### [EXERCISE PROMPT]
Check each line of the entries below for the word "trimmed", and copy out the ones that have it.

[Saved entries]
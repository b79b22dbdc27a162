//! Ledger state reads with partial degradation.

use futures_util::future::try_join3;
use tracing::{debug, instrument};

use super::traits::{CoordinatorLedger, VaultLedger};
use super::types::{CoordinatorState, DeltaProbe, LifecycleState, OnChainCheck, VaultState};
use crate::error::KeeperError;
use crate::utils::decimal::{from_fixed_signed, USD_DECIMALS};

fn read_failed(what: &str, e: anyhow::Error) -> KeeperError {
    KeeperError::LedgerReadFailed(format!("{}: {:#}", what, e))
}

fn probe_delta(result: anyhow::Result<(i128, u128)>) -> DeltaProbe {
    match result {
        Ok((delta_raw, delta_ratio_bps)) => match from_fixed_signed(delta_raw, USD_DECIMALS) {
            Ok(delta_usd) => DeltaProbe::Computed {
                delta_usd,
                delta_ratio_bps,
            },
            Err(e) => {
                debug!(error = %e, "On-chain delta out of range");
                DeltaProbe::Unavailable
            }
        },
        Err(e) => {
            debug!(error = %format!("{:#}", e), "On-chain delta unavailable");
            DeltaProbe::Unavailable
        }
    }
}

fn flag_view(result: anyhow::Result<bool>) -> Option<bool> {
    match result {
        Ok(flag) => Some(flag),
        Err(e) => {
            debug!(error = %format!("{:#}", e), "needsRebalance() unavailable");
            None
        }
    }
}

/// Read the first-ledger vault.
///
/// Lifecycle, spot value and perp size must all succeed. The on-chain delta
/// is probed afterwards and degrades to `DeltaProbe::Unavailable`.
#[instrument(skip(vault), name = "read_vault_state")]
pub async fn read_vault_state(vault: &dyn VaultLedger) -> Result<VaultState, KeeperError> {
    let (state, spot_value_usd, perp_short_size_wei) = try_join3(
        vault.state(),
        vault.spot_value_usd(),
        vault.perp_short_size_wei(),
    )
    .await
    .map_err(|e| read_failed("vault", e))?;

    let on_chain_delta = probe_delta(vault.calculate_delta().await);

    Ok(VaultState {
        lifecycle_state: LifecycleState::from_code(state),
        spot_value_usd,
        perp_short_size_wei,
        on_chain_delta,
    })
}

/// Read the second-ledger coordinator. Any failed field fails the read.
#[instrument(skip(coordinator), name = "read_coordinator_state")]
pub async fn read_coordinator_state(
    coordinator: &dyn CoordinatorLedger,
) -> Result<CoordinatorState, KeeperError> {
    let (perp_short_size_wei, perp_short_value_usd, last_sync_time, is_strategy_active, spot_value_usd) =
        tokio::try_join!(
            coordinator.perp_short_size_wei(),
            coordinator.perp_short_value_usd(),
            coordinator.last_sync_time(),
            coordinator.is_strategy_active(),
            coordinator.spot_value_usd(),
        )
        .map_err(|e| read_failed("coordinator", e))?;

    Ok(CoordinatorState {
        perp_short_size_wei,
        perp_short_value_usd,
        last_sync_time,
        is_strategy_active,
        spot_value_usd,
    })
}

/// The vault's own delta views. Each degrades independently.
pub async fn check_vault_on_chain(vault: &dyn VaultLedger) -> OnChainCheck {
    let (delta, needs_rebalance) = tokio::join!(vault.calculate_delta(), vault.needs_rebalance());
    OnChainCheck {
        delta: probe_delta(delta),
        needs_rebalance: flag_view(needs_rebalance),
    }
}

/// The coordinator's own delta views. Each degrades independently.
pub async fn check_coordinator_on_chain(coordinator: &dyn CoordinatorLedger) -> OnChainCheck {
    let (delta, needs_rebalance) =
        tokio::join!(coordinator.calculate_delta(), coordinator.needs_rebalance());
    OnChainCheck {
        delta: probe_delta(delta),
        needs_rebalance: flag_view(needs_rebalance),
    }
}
...
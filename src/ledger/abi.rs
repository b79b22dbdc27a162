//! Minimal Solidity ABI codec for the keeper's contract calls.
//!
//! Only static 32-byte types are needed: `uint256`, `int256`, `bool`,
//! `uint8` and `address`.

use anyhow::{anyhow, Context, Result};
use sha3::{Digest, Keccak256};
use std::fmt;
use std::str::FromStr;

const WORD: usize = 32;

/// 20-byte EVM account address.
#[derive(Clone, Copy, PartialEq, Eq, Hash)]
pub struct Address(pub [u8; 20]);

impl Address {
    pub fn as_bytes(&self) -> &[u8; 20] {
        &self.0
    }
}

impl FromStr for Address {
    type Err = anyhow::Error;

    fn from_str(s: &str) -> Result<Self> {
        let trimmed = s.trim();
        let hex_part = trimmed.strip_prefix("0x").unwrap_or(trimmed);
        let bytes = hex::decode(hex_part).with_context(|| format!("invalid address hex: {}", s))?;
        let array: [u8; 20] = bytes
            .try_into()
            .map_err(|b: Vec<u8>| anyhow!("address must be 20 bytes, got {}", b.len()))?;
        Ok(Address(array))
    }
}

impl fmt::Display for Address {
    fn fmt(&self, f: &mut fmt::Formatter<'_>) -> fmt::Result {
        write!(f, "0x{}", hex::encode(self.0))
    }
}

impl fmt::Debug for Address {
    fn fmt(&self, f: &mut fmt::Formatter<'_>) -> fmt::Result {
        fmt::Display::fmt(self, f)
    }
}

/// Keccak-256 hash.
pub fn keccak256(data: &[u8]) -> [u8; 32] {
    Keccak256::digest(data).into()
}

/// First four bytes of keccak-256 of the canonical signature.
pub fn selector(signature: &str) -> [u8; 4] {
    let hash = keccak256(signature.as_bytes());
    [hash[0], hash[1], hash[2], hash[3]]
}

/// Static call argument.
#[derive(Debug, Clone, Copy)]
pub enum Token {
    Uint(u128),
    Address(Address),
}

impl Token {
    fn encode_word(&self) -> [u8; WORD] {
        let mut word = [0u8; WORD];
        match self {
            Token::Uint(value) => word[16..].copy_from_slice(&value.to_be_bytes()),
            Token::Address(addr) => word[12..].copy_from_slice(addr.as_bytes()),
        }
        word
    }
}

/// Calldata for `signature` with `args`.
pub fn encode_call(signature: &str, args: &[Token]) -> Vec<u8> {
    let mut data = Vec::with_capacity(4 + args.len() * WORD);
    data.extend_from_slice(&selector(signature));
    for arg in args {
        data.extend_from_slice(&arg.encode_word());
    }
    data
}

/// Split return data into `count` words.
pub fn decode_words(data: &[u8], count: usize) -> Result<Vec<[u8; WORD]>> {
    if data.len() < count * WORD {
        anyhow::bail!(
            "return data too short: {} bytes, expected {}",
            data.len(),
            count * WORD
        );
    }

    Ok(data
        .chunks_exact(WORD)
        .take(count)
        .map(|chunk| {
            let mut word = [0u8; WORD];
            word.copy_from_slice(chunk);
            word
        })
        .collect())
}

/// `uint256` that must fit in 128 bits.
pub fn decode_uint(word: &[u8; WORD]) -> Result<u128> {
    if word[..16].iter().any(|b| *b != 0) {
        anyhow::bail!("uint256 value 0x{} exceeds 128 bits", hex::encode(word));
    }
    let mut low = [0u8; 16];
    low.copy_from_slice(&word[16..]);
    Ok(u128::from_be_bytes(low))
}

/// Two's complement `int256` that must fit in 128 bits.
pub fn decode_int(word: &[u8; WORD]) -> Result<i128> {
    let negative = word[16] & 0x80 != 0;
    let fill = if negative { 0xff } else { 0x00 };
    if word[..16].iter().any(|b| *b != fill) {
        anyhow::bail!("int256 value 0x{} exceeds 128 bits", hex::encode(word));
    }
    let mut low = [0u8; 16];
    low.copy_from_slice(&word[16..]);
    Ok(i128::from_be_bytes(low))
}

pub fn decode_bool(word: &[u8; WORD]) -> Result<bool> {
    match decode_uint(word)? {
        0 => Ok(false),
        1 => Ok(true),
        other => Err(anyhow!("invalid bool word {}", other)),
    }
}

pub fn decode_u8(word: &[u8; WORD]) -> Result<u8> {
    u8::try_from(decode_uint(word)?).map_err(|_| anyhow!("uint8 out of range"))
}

### [ANSWER BOX]
        let trimmed = s.trim();
        let hex_part = trimmed.strip_prefix("0x").unwrap_or(trimmed);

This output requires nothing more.